Melkersson-Rosenthal Syndrome (MRS) is a rare neurological disorder. It is characterized by:
- Swelling of face and lips
- Recurring paralysis of face
- Furrowed dorsum of the tongue, i.e, tongue with numerous furrows or grooves on the dorsal surface
The onset of this syndrome is in childhood or early adolescence. It may recur intermittently, after the recurrent attacks the swelling may increase. This swelling can also become permanent. The person having recurring attack of MRS may have hard, cracked and fissured lip with a reddish-brown discoloration.
The cause of MRS is yet not known. It is seen 3 times more in females than in males. Prevalence of this syndrome is approximately 0.08%.
Treatment of MRS: Symptomatic treatment of MRS is done with nonsteroidal anti-inflammatory drugs (NSAIDs). Corticosteroids, antibiotics and immunosuppressants are used to reduce swelling. Surgery is opted only to relieve pressure on the facial nerves. Massage and electrical stimulation are the others procedures employed in the treatment of MRS.

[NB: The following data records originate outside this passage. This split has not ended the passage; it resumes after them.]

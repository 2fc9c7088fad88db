// src/fetch/extract.rs
//! Best-effort title/description heuristics over extracted page text.
//!
//! The extraction service returns Markdown-ish plain text, sometimes with a
//! `Title:` header block, sometimes raw HTML. Absence is never an error.

use once_cell::sync::Lazy;
use regex::Regex;

static RE_HEADING: Lazy<Regex> =
    Lazy::new(|| Regex::new(r"^#{1,6}\s+(.+?)(?:\s+#+)?\s*$").expect("heading regex"));
static RE_TITLE_LABEL: Lazy<Regex> =
    Lazy::new(|| Regex::new(r"(?im)^\s*title:\s*(.+?)\s*$").expect("title label regex"));
static RE_TITLE_TAG: Lazy<Regex> =
    Lazy::new(|| Regex::new(r"(?is)<title[^>]*>(.*?)</title\s*>").expect("title tag regex"));
static RE_DESC_LABEL: Lazy<Regex> = Lazy::new(|| {
    Regex::new(r"(?im)^\s*description:\s*(.+?)\s*$").expect("description label regex")
});
static RE_META_DESC: Lazy<Regex> = Lazy::new(|| {
    Regex::new(r#"(?is)<meta\s[^>]*name\s*=\s*["']description["'][^>]*content\s*=\s*["']([^"']*)["']"#)
        .expect("meta description regex")
});
static RE_TAGS: Lazy<Regex> = Lazy::new(|| Regex::new(r"(?is)</?[^>]+>").expect("tag regex"));
static RE_WS: Lazy<Regex> = Lazy::new(|| Regex::new(r"\s+").expect("whitespace regex"));

/// Title, in order of preference:
/// 1) first non-empty line as a Markdown heading
/// 2) a `Title:` labeled line
/// 3) an HTML `<title>` tag
pub fn extract_title(content: &str) -> Option<String> {
    let first_line = content.lines().map(str::trim).find(|l| !l.is_empty())?;

    if let Some(caps) = RE_HEADING.captures(first_line) {
        if let Some(t) = caps.get(1).and_then(|m| clean_inline(m.as_str())) {
            return Some(t);
        }
    }

    if let Some(t) = RE_TITLE_LABEL
        .captures(content)
        .and_then(|c| c.get(1))
        .and_then(|m| clean_inline(m.as_str()))
    {
        return Some(t);
    }

    RE_TITLE_TAG
        .captures(content)
        .and_then(|c| c.get(1))
        .and_then(|m| clean_inline(m.as_str()))
}

/// Longer-form description from a `description:` line or `<meta name="description">`.
pub fn extract_description(content: &str) -> Option<String> {
    if let Some(d) = RE_DESC_LABEL
        .captures(content)
        .and_then(|c| c.get(1))
        .and_then(|m| clean_inline(m.as_str()))
    {
        return Some(d);
    }
    RE_META_DESC
        .captures(content)
        .and_then(|c| c.get(1))
        .and_then(|m| clean_inline(m.as_str()))
}

/// Decode entities, strip tags, collapse whitespace. `None` if nothing is left.
fn clean_inline(s: &str) -> Option<String> {
    let decoded = html_escape::decode_html_entities(s).to_string();
    let stripped = RE_TAGS.replace_all(&decoded, "");
    let collapsed = RE_WS.replace_all(&stripped, " ");
    let out = collapsed.trim();
    if out.is_empty() {
        None
    } else {
        Some(out.to_string())
    }
}

/// First `max_chars` characters of `s` (char-boundary safe).
pub fn truncate_chars(s: &str, max_chars: usize) -> &str {
    match s.char_indices().nth(max_chars) {
        Some((idx, _)) => &s[..idx],
        None => s,
    }
}

#[cfg(test)]
mod tests {
    use super::*;

    #[test]
    fn first_line_heading_wins() {
        assert_eq!(extract_title("# Title\nBody"), Some("Title".to_string()));
        assert_eq!(
            extract_title("\n\n## Release notes ##\nTitle: Other"),
            Some("Release notes".to_string())
        );
    }

    #[test]
    fn hash_inside_a_word_is_part_of_the_title() {
        assert_eq!(extract_title("# Learn C#\nBody"), Some("Learn C#".to_string()));
        assert_eq!(extract_title("# F#"), Some("F#".to_string()));
        assert_eq!(extract_title("### C# tips ###"), Some("C# tips".to_string()));
    }

    #[test]
    fn heading_later_in_text_is_not_a_title() {
        assert_eq!(extract_title("Intro text\n# Section"), None);
    }

    #[test]
    fn title_label_then_title_tag() {
        let reader = "Title: Rust 1.80 released\n\nURL Source: https://blog.test\n\nMarkdown Content:\n...";
        assert_eq!(extract_title(reader), Some("Rust 1.80 released".to_string()));

        let html = "<html><head><title> Acme &amp; Co\n Home </title></head></html>";
        assert_eq!(extract_title(html), Some("Acme & Co Home".to_string()));
    }

    #[test]
    fn description_from_label_or_meta() {
        let text = "# T\nDescription: A short page about crabs.\nBody";
        assert_eq!(
            extract_description(text),
            Some("A short page about crabs.".to_string())
        );

        let html = r#"<head><meta name="description" content="Tools &amp; guides"></head>"#;
        assert_eq!(extract_description(html), Some("Tools & guides".to_string()));

        assert_eq!(extract_description("# T\nnothing here"), None);
    }

    #[test]
    fn extraction_is_deterministic() {
        let page = "# Stable\nDescription: same\nBody";
        assert_eq!(extract_title(page), extract_title(page));
        assert_eq!(extract_description(page), extract_description(page));
    }

    #[test]
    fn truncate_respects_char_boundaries() {
        assert_eq!(truncate_chars("héllo", 2), "hé");
        assert_eq!(truncate_chars("abc", 10), "abc");
    }
}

Melkersson-Rosenthal Syndrome and Research:
Much research is done aiming at getting more information of this disorder. Some are to find the ways to treat and some are to prevent. Studies are also done on how to deal with patients suffering the syndrome. One of the study done by the Department of Anesthesiology, Kocaeli University, Turkey connects allergy to the disease.
According to the study the patients with MRS need special management of anesthesia. It is found that this syndrome may cause drug allergy and angioedema. In anesthetic management skin tests and immunological blood tests are done to know the administration of anesthesia, in order to avoid hypersensitivity to anesthetic drugs. Patients with Melkersson-Rosenthal Syndrome need extra care to avoid allergic reactions caused by drugs and other factors such as body temperature and room temperature.